La retórica anticomunista, dentro y fuera de Venezuela, parece así ser más bien escenificaciones para plateas propias, más que reacción frente al riesgo de una ruptura con el sistema, que la frágil correlación de fuerzas electorales y equilibrios internos en el chavismo parecen estar lejos de efectuar. El radicalismo bolivariano tampoco procede si vemos los movimientos de Maduro en restablecer relaciones diplomáticas con Estados Unidos y en llamar a un diálogo al que la oposición no radicalizada ha respondido. La creación de comunas locales y productivas convocadas por Chávez y que hoy se movilizan en defensa de Maduro, habla más de horizontes y posibilidades dadas por el concreto aumento de la participación social, que de cambios económicos estructurales en curso.

Por el lado de la continuidad, como rasgo común también a otros países, vemos que oponer neoliberalismo a más intervención social desde el Estado no necesariamente crea bases sólidas para evitar la amenaza constante de la crisis.
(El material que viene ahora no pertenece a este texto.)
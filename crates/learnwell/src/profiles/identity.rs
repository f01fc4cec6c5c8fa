use axum::{
    extract::FromRequestParts,
    http::{header::AUTHORIZATION, request::Parts, StatusCode},
    response::{IntoResponse, Response},
};
use serde_json::json;

use super::domain::UserId;

pub const USER_ID_HEADER: &str = "x-auth0-user-id";
pub const FALLBACK_USER_ID: &str = "default-user-id";

/// The caller's resolved identity. Requires a bearer token; the token itself is verified
/// upstream by the identity provider.
#[derive(Debug, Clone, PartialEq, Eq)]
pub struct CallerIdentity(pub UserId);

#[axum::async_trait]
impl<S> FromRequestParts<S> for CallerIdentity
where
    S: Send + Sync,
{
    type Rejection = Response;

    async fn from_request_parts(parts: &mut Parts, _state: &S) -> Result<Self, Self::Rejection> {
        let bearer = parts
            .headers
            .get(AUTHORIZATION)
            .and_then(|value| value.to_str().ok())
            .map(|value| value.starts_with("Bearer "))
            .unwrap_or(false);
        if !bearer {
            let payload = json!({ "error": "authorization header required" });
            return Err((StatusCode::UNAUTHORIZED, axum::Json(payload)).into_response());
        }

        let user_id = parts
            .headers
            .get(USER_ID_HEADER)
            .and_then(|value| value.to_str().ok())
            .map(str::trim)
            .filter(|value| !value.is_empty())
            .unwrap_or(FALLBACK_USER_ID);

        Ok(CallerIdentity(UserId(user_id.to_string())))
    }
}
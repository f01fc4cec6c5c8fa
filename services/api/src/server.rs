use crate::cli::ServeArgs;
use crate::infra::{load_catalog, AppState};
use crate::routes::build_router;
use axum::Extension;
use axum_prometheus::PrometheusMetricLayer;
use learnwell::config::AppConfig;
use learnwell::courses::CourseState;
use learnwell::error::AppError;
use learnwell::profiles::{MemoryProfileStore, ProfileService};
use learnwell::telemetry;
use std::sync::atomic::Ordering;
use std::sync::Arc;
use tracing::{info, warn};

pub(crate) async fn run(mut args: ServeArgs) -> Result<(), AppError> {
    let mut config = AppConfig::load()?;

    if let Some(host) = args.host.take() {
        config.server.host = host;
    }
    if let Some(port) = args.port.take() {
        config.server.port = port;
    }
    if let Some(catalog) = args.catalog.take() {
        config.catalog.path = Some(catalog);
    }
    if let Some(snapshot) = args.snapshot.take() {
        config.store.snapshot_path = Some(snapshot);
    }

    telemetry::init(&config.telemetry)?;

    let catalog = Arc::new(load_catalog(config.catalog.path.as_deref())?);
    let store = Arc::new(MemoryProfileStore::connect(&config.store)?);
    let profile_service = Arc::new(ProfileService::new(store.clone()));

    let (prometheus_layer, prometheus_handle) = PrometheusMetricLayer::pair();
    let readiness_flag = Arc::new(std::sync::atomic::AtomicBool::new(false));
    let app_state = AppState {
        readiness: readiness_flag.clone(),
        metrics: Arc::new(prometheus_handle),
    };

    let app = build_router(profile_service, CourseState::new(catalog))
        .layer(Extension(app_state))
        .layer(prometheus_layer);

    let addr = config.server.socket_addr()?;
    let listener = tokio::net::TcpListener::bind(addr).await?;
    readiness_flag.store(true, Ordering::Release);

    info!(?config.environment, %addr, "learnwell service ready");

    axum::serve(listener, app)
        .with_graceful_shutdown(shutdown_signal(readiness_flag))
        .await?;

    store.disconnect()?;
    info!("learnwell service stopped");
    Ok(())
}

async fn shutdown_signal(readiness: Arc<std::sync::atomic::AtomicBool>) {
    if let Err(err) = tokio::signal::ctrl_c().await {
        warn!(error = %err, "failed to listen for shutdown signal");
        std::future::pending::<()>().await;
    }
    readiness.store(false, Ordering::Release);
    info!("shutdown signal received");
}
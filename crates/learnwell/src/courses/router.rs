use std::sync::Arc;

use axum::{
    extract::{Path, Query, State},
    http::StatusCode,
    response::{IntoResponse, Response},
    routing::{get, post},
    Router,
};
use serde::{Deserialize, Serialize};
use serde_json::json;

use super::catalog::{CourseCatalog, CourseFilter};
use super::domain::{Course, CourseId};
use super::scorer::{CourseMatch, CourseMatcher, QuizAnswers};

/// Shared state for the catalog routes.
#[derive(Debug, Clone)]
pub struct CourseState {
    pub catalog: Arc<CourseCatalog>,
    pub matcher: CourseMatcher,
}

impl CourseState {
    pub fn new(catalog: Arc<CourseCatalog>) -> Self {
        Self {
            catalog,
            matcher: CourseMatcher::default(),
        }
    }
}

/// Router builder exposing catalog browsing and recommendations.
pub fn course_router(state: CourseState) -> Router {
    Router::new()
        .route("/api/v1/courses", get(list_handler))
        .route("/api/v1/courses/recommendations", post(recommend_handler))
        .route("/api/v1/courses/:course_id", get(course_handler))
        .with_state(state)
}

#[derive(Debug, Serialize)]
struct CourseListView<'a> {
    count: usize,
    courses: Vec<&'a Course>,
}

pub(crate) async fn list_handler(
    State(state): State<CourseState>,
    Query(filter): Query<CourseFilter>,
) -> Response {
    let courses = state.catalog.search(&filter);
    let view = CourseListView {
        count: courses.len(),
        courses,
    };
    (StatusCode::OK, axum::Json(view)).into_response()
}

pub(crate) async fn course_handler(
    State(state): State<CourseState>,
    Path(course_id): Path<String>,
) -> Response {
    let id = CourseId::from(course_id.as_str());
    match state.catalog.get(&id) {
        Some(course) => (StatusCode::OK, axum::Json(course)).into_response(),
        None => {
            let payload = json!({
                "error": "course not found",
                "course_id": id.0,
            });
            (StatusCode::NOT_FOUND, axum::Json(payload)).into_response()
        }
    }
}

/// Quiz answers plus whether to return the score of every catalog course.
#[derive(Debug, Clone, Default, Deserialize)]
#[serde(rename_all = "camelCase")]
pub struct RecommendationRequest {
    #[serde(flatten)]
    pub answers: QuizAnswers,
    #[serde(default)]
    pub include_scores: bool,
}

#[derive(Debug, Serialize)]
#[serde(rename_all = "camelCase")]
pub struct RecommendedCourse<'a> {
    pub course: &'a Course,
    pub score: u32,
    pub match_details: Vec<&'a str>,
}

#[derive(Debug, Serialize)]
#[serde(rename_all = "camelCase")]
pub struct CourseScore<'a> {
    pub course_id: &'a CourseId,
    pub title: &'a str,
    pub score: u32,
    pub match_details: Vec<&'a str>,
}

#[derive(Debug, Serialize)]
#[serde(rename_all = "camelCase")]
struct RecommendationView<'a> {
    recommendations: Vec<RecommendedCourse<'a>>,
    #[serde(skip_serializing_if = "Option::is_none")]
    scores: Option<Vec<CourseScore<'a>>>,
}

impl<'a> From<&'a CourseMatch<'a>> for RecommendedCourse<'a> {
    fn from(candidate: &'a CourseMatch<'a>) -> Self {
        Self {
            course: candidate.course,
            score: candidate.score,
            match_details: candidate.match_details(),
        }
    }
}

impl<'a> From<&'a CourseMatch<'a>> for CourseScore<'a> {
    fn from(candidate: &'a CourseMatch<'a>) -> Self {
        Self {
            course_id: &candidate.course.course_id,
            title: &candidate.course.title,
            score: candidate.score,
            match_details: candidate.match_details(),
        }
    }
}

pub(crate) async fn recommend_handler(
    State(state): State<CourseState>,
    axum::Json(request): axum::Json<RecommendationRequest>,
) -> Response {
    let courses = state.catalog.courses();
    let recommended = state.matcher.recommend(&request.answers, courses);
    let ranked = request
        .include_scores
        .then(|| state.matcher.rank(&request.answers, courses));

    let view = RecommendationView {
        recommendations: recommended.iter().map(RecommendedCourse::from).collect(),
        scores: ranked
            .as_ref()
            .map(|all| all.iter().map(CourseScore::from).collect()),
    };
    (StatusCode::OK, axum::Json(view)).into_response()
}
Aunque Chávez reorientó positivamente hacia lo social los dividendos del petróleo, con lo que pudo disminuir la pobreza, la matriz económica exportadora común a los distintos países de la región -y más concentrada aún en Venezuela- es sensible a cualquier variación de precios internacionales y se muestra hoy blanco fácil para el boicot económico que está generando desabastecimiento. En cuanto a medio ambiente y territorios tradicionales con derechos colectivos, además, el ímpetu desarrollista no se distingue del modelo de sus rivales políticos.

Si al parecer no basta tener la mayoría para evitar una crisis política, tampoco resulta  suficiente la estatización para controlar las variables económicas. Es en este punto donde la situación de Venezuela abre interrogantes para el modelo político de toda la región. Los buenos precios permitieron prescindir de organismos internacionales de crédito y obtener así cierta independencia económica. Pero los presupuestos sobre desarrollo, expansión económica y explotación de recursos, sin embargo, aparecen como un consenso para los distintos colores políticos que si no es revisado amenazará territorios sin siquiera garantizar el bienestar de forma sólida e igualitaria para todos.